Micro-Foundation Using Percolation Theory of the Finite-Time Singular Behavior of the Crash Hazard Rate in a Class of Rational Expectation Bubbles

Abstract

We present a plausible micro-founded model for the previously postulated power law finite time singular form of the crash hazard rate in the Johansen-Ledoit-Sornette model of rational expectation bubbles. The model is based on a percolation picture of the network of traders and the concept that clusters of connected traders share the same opinion. The key ingredient is the notion that a shift of position from buyer to seller of a sufficiently large group of traders can trigger a crash. This provides a formula to estimate the crash hazard rate by summation over percolation clusters above a minimum size of a power $s^a$ (with $a>1$) of the cluster sizes $s$, similarly to a generalized percolation susceptibility. The power $s^a$ of cluster sizes emerges from the super-linear dependence of group activity as a function of group size, previously documented in the literature.

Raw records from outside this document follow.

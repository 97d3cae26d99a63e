mod solution_to_svg;
mod svg_util;

#[doc(inline)]
pub use solution_to_svg::*;

#[doc(inline)]
pub use svg_util::Color;
#[doc(inline)]
pub use svg_util::SvgDrawOptions;
#[doc(inline)]
pub use svg_util::SvgLayoutTheme;
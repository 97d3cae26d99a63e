use crate::util::FPA;

/// Axis-aligned rectangle, anchored at its bottom-left corner
#[derive(Clone, Debug, PartialEq, Copy)]
pub struct Rect {
    pub x: f64,
    pub y: f64,
    pub width: f64,
    pub height: f64,
}

impl Rect {
    pub fn new(x: f64, y: f64, width: f64, height: f64) -> Self {
        Rect {
            x,
            y,
            width,
            height,
        }
    }

    pub fn x_max(&self) -> f64 {
        self.x + self.width
    }

    pub fn y_max(&self) -> f64 {
        self.y + self.height
    }

    pub fn area(&self) -> f64 {
        self.width * self.height
    }

    /// Whether a `width` x `height` rectangle fits inside `self`
    pub fn fits(&self, width: f64, height: f64) -> bool {
        self.width >= width && self.height >= height
    }

    /// Whether the interiors of both rectangles intersect.
    /// Rectangles that only share (part of) an edge do not overlap, up to floating point tolerance.
    pub fn overlaps(&self, other: &Rect) -> bool {
        FPA(self.x) < FPA(other.x_max())
            && FPA(other.x) < FPA(self.x_max())
            && FPA(self.y) < FPA(other.y_max())
            && FPA(other.y) < FPA(self.y_max())
    }

    /// Whether `other` lies entirely within `self`, up to floating point tolerance
    pub fn contains(&self, other: &Rect) -> bool {
        FPA(self.x) <= FPA(other.x)
            && FPA(self.y) <= FPA(other.y)
            && FPA(other.x_max()) <= FPA(self.x_max())
            && FPA(other.y_max()) <= FPA(self.y_max())
    }
}

#[cfg(test)]
mod tests {
    use super::*;

    #[test]
    fn touching_rects_do_not_overlap() {
        let a = Rect::new(0.0, 0.0, 50.0, 50.0);
        let b = Rect::new(50.0, 0.0, 50.0, 50.0);
        let c = Rect::new(0.0, 50.0, 100.0, 10.0);
        assert!(!a.overlaps(&b));
        assert!(!a.overlaps(&c));
        assert!(!b.overlaps(&c));
    }

    #[test]
    fn overlap_and_containment() {
        let a = Rect::new(0.0, 0.0, 50.0, 50.0);
        let b = Rect::new(25.0, 25.0, 50.0, 50.0);
        assert!(a.overlaps(&b));
        assert!(b.overlaps(&a));

        let sheet = Rect::new(0.0, 0.0, 100.0, 100.0);
        assert!(sheet.contains(&a));
        assert!(sheet.contains(&b));
        assert!(!sheet.contains(&Rect::new(60.0, 0.0, 50.0, 10.0)));
        // rounding noise on the far edge is tolerated
        assert!(sheet.contains(&Rect::new(0.1 + 0.2, 0.0, 99.7, 10.0)));
    }
}
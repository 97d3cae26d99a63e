use crate::entities::{Item, ItemSpec};
use crate::pack::Rotation;

/// Brings every item into a canonical orientation.
///
/// With rotation enabled, items taller than wide are turned so that `width >= height`,
/// which is remembered in [`Item::started_rotated`]. With rotation disabled, items are taken as they are.
pub fn normalize<L: Clone>(specs: &[ItemSpec<L>], rotation: Rotation) -> Vec<Item<L>> {
    specs
        .iter()
        .enumerate()
        .map(|(index, spec)| {
            let swap = rotation.is_enabled() && spec.height > spec.width;
            let (width, height) = match swap {
                true => (spec.height, spec.width),
                false => (spec.width, spec.height),
            };
            Item {
                index,
                width,
                height,
                started_rotated: swap,
                label: spec.label.clone(),
            }
        })
        .collect()
}
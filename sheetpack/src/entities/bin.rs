use crate::PackError;
use crate::entities::{Rect, is_valid_dimension};

/// The fixed-size sheet onto which items are packed.
///
/// Coordinates inside the bin have their origin in the bottom-left corner of the sheet,
/// with x pointing right and y pointing up.
/// Every [`Placement`](crate::entities::Placement) refers to its own bottom-left corner in this frame.
#[derive(Debug, Clone, Copy, PartialEq)]
pub struct Bin {
    width: f64,
    height: f64,
}

impl Bin {
    pub fn try_new(width: f64, height: f64) -> Result<Self, PackError> {
        if !is_valid_dimension(width) || !is_valid_dimension(height) {
            return Err(PackError::InvalidBin { width, height });
        }
        Ok(Bin { width, height })
    }

    pub fn width(&self) -> f64 {
        self.width
    }

    pub fn height(&self) -> f64 {
        self.height
    }

    pub fn area(&self) -> f64 {
        self.width * self.height
    }

    /// The entire bin as a rectangle anchored at the origin
    pub fn rect(&self) -> Rect {
        Rect::new(0.0, 0.0, self.width, self.height)
    }
}

#[cfg(test)]
mod tests {
    use super::*;

    #[test]
    fn rejects_degenerate_dimensions() {
        assert!(Bin::try_new(100.0, 50.0).is_ok());
        assert_eq!(
            Bin::try_new(0.0, 50.0),
            Err(PackError::InvalidBin {
                width: 0.0,
                height: 50.0
            })
        );
        assert!(Bin::try_new(10.0, -1.0).is_err());
        assert!(Bin::try_new(f64::INFINITY, 10.0).is_err());
        assert!(Bin::try_new(10.0, f64::NAN).is_err());
    }
}
use serde::{Deserialize, Deserializer, Serialize, Serializer};
use std::fmt::{Display, Formatter};
use std::str::FromStr;
use svg::node::element::Rectangle;

#[derive(Clone, PartialEq, Debug, Serialize, Deserialize, Copy)]
pub struct SvgDrawOptions {
    ///The theme to use for the svg
    #[serde(default)]
    pub theme: SvgLayoutTheme,
    ///Write the label and size inside every part
    #[serde(default = "default_true")]
    pub part_labels: bool,
    ///Shade parts that were rotated
    #[serde(default = "default_true")]
    pub highlight_rotated: bool,
}

impl Default for SvgDrawOptions {
    fn default() -> Self {
        Self {
            theme: SvgLayoutTheme::default(),
            part_labels: true,
            highlight_rotated: true,
        }
    }
}

fn default_true() -> bool {
    true
}

#[derive(Clone, PartialEq, Debug, Serialize, Deserialize, Copy)]
pub struct SvgLayoutTheme {
    pub stroke_width_multiplier: f64,
    pub sheet_fill: Color,
    pub part_fill: Color,
    pub text_fill: Color,
}

impl Default for SvgLayoutTheme {
    fn default() -> Self {
        SvgLayoutTheme::EARTH_TONES
    }
}

impl SvgLayoutTheme {
    pub const EARTH_TONES: SvgLayoutTheme = SvgLayoutTheme {
        stroke_width_multiplier: 2.0,
        sheet_fill: Color(0xCC, 0x82, 0x4A),
        part_fill: Color(0xFF, 0xC8, 0x79),
        text_fill: Color(0x2D, 0x2D, 0x2D),
    };

    pub const GRAY: SvgLayoutTheme = SvgLayoutTheme {
        stroke_width_multiplier: 2.5,
        sheet_fill: Color(0xD3, 0xD3, 0xD3),
        part_fill: Color(0x7A, 0x7A, 0x7A),
        text_fill: Color(0xFF, 0xFF, 0xFF),
    };
}

pub fn change_brightness(color: Color, fraction: f32) -> Color {
    let Color(r, g, b) = color;

    let r = (r as f32 * fraction) as u8;
    let g = (g as f32 * fraction) as u8;
    let b = (b as f32 * fraction) as u8;
    Color(r, g, b)
}

/// Axis-aligned rectangle in SVG coordinates, `(x, y)` being its top-left corner
pub fn rectangle(x: f64, y: f64, width: f64, height: f64, params: &[(&str, &str)]) -> Rectangle {
    let mut rect = Rectangle::new()
        .set("x", x)
        .set("y", y)
        .set("width", width)
        .set("height", height);
    for param in params {
        rect = rect.set(param.0, param.1)
    }
    rect
}

#[derive(Copy, Clone, PartialEq, Debug)]
pub struct Color(u8, u8, u8);

impl Color {
    pub const fn new(r: u8, g: u8, b: u8) -> Self {
        Color(r, g, b)
    }
}

impl Display for Color {
    fn fmt(&self, f: &mut Formatter<'_>) -> std::fmt::Result {
        write!(f, "#{:02X}{:02X}{:02X}", self.0, self.1, self.2)
    }
}

impl FromStr for Color {
    type Err = String;

    /// Parses `#RRGGBB` or `RRGGBB`
    fn from_str(s: &str) -> Result<Self, Self::Err> {
        let hex = s.strip_prefix('#').unwrap_or(s);
        if hex.len() != 6 || !hex.is_ascii() {
            return Err(format!("invalid color: {s:?}, expected #RRGGBB"));
        }
        let channel = |i: usize| {
            u8::from_str_radix(&hex[i..i + 2], 16)
                .map_err(|e| format!("invalid color: {s:?}, {e}"))
        };
        Ok(Color(channel(0)?, channel(2)?, channel(4)?))
    }
}

impl Serialize for Color {
    fn serialize<S>(&self, serializer: S) -> Result<<S as Serializer>::Ok, <S as Serializer>::Error>
    where
        S: Serializer,
    {
        serializer.serialize_str(&format!("{self}"))
    }
}

impl<'de> Deserialize<'de> for Color {
    fn deserialize<D>(deserializer: D) -> Result<Self, <D as Deserializer<'de>>::Error>
    where
        D: Deserializer<'de>,
    {
        let s = String::deserialize(deserializer)?;
        Color::from_str(&s).map_err(serde::de::Error::custom)
    }
}
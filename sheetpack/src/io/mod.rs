/// External (serializable) representations of requests and solutions.
pub mod ext_repr;

/// All logic for converting external requests into packing input
pub mod import;

/// All logic for exporting packing results into external solutions
pub mod export;

/// All logic for creating SVG from [`ExtSolution`](ext_repr::ExtSolution)s
pub mod svg;
//!
//! Packing engine for rectangular parts on a single fixed-size sheet.
//!
//! A packing call is a pure function of a [`Bin`](entities::Bin), a [`PackConfig`](pack::PackConfig)
//! and a list of [`ItemSpec`](entities::ItemSpec)s. It returns the [`Placement`](entities::Placement)s
//! of all parts that fit and reports the ones that did not.
//!
//! All geometry uses the bottom-left corner of the bin as origin, x pointing right and y pointing up.
//!

/// Entities used by the packing engine
pub mod entities;

/// Packing strategies and the pipeline that drives them
pub mod pack;

/// Importing requests into and exporting solutions out of the library
pub mod io;

/// Helper functions which do not belong to any specific module
pub mod util;

mod error;

#[doc(inline)]
pub use error::PackError;

#[doc(inline)]
pub use pack::pack;
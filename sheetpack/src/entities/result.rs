use crate::entities::{Placement, UnplacedItem};

/// Outcome of a single packing call.
/// Both lists are in the order the strategy processed the items.
#[derive(Debug, Clone, PartialEq)]
pub struct PackResult<L> {
    pub placements: Vec<Placement<L>>,
    pub unplaced: Vec<UnplacedItem<L>>,
}

impl<L> PackResult<L> {
    pub fn new() -> Self {
        PackResult {
            placements: vec![],
            unplaced: vec![],
        }
    }

    /// Total number of items this result accounts for, placed or not
    pub fn n_items(&self) -> usize {
        self.placements.len() + self.unplaced.len()
    }

    pub fn is_complete(&self) -> bool {
        self.unplaced.is_empty()
    }
}

impl<L> Default for PackResult<L> {
    fn default() -> Self {
        Self::new()
    }
}
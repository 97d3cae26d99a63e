use serde::{Deserialize, Serialize};
use sheetpack::io::import::KerfMode;
use sheetpack::io::svg::SvgDrawOptions;
use sheetpack::pack::Strategy;

/// Configuration for the cut planner
#[derive(Debug, Serialize, Deserialize, Clone, Copy, PartialEq, Default)]
pub struct CutConfig {
    /// Packing strategy and its scoring policies
    #[serde(default)]
    pub strategy: Strategy,
    /// What to do with a nonzero kerf in the request
    #[serde(default)]
    pub kerf_mode: KerfMode,
    /// Optional SVG drawing options
    #[serde(default)]
    pub svg_draw_options: SvgDrawOptions,
}

#[cfg(test)]
mod tests {
    use super::*;
    use sheetpack::pack::{FreeRectScore, SplitRule};

    #[test]
    fn partial_config() {
        let json = r#"{"strategy": {"kind": "guillotine", "score": "best_area_fit"}, "kerf_mode": "reject"}"#;
        let config: CutConfig = serde_json::from_str(json).unwrap();

        assert_eq!(
            config.strategy,
            Strategy::Guillotine {
                score: FreeRectScore::BestAreaFit,
                split: SplitRule::ShorterLeftoverAxis,
            }
        );
        assert_eq!(config.kerf_mode, KerfMode::Reject);
        assert_eq!(config.svg_draw_options, SvgDrawOptions::default());

        let config: CutConfig = serde_json::from_str("{}").unwrap();
        assert_eq!(config, CutConfig::default());
    }
}
use crate::PackError;
use crate::entities::is_valid_dimension;

/// A part as supplied by the caller: its size in the caller's orientation and an opaque label.
#[derive(Debug, Clone, PartialEq)]
pub struct ItemSpec<L> {
    pub width: f64,
    pub height: f64,
    pub label: L,
}

impl<L> ItemSpec<L> {
    pub fn new(width: f64, height: f64, label: L) -> Self {
        Self {
            width,
            height,
            label,
        }
    }

    /// Checks the dimensions of the part, `index` is only used to identify it in the error.
    pub fn validate(&self, index: usize) -> Result<(), PackError> {
        match is_valid_dimension(self.width) && is_valid_dimension(self.height) {
            true => Ok(()),
            false => Err(PackError::InvalidItem {
                index,
                width: self.width,
                height: self.height,
            }),
        }
    }
}

/// A part after orientation normalization, ready to be packed.
/// One `Item` exists for every physical part instance.
#[derive(Debug, Clone, PartialEq)]
pub struct Item<L> {
    /// Position of the part in the caller's input list
    pub index: usize,
    pub width: f64,
    pub height: f64,
    /// Whether the normalizer swapped the caller's width and height
    pub started_rotated: bool,
    pub label: L,
}

impl<L> Item<L> {
    /// Width and height of the item when placed in `orientation`
    pub fn dims(&self, orientation: Orientation) -> (f64, f64) {
        match orientation {
            Orientation::Flat => (self.width, self.height),
            Orientation::Rotated => (self.height, self.width),
        }
    }

    /// Width and height as supplied by the caller
    pub fn original_dims(&self) -> (f64, f64) {
        match self.started_rotated {
            false => (self.width, self.height),
            true => (self.height, self.width),
        }
    }

    /// Whether placing the item in `orientation` rotates it relative to the caller's orientation
    pub fn rotated_from_original(&self, orientation: Orientation) -> bool {
        self.started_rotated ^ (orientation == Orientation::Rotated)
    }
}

/// Orientation of an [`Item`] relative to its normalized width and height.
#[derive(Debug, Clone, Copy, PartialEq, Eq)]
pub enum Orientation {
    Flat,
    /// Turned by 90°: width and height swapped
    Rotated,
}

The crash hazard rate exhibits explosive finite-time singular behaviors when the control parameter (fraction of occupied sites, or density of traders in the network) approaches the percolation threshold $p_c$. Realistic dynamics are generated by modelling the density of traders on the percolation network by an Ornstein-Uhlenbeck process, whose memory controls the spontaneous excursion of the control parameter close to the critical region of bubble formation. Our numerical simulations recover the main stylized properties of the JLS model with intermittent explosive super-exponential bubbles interrupted by crashes.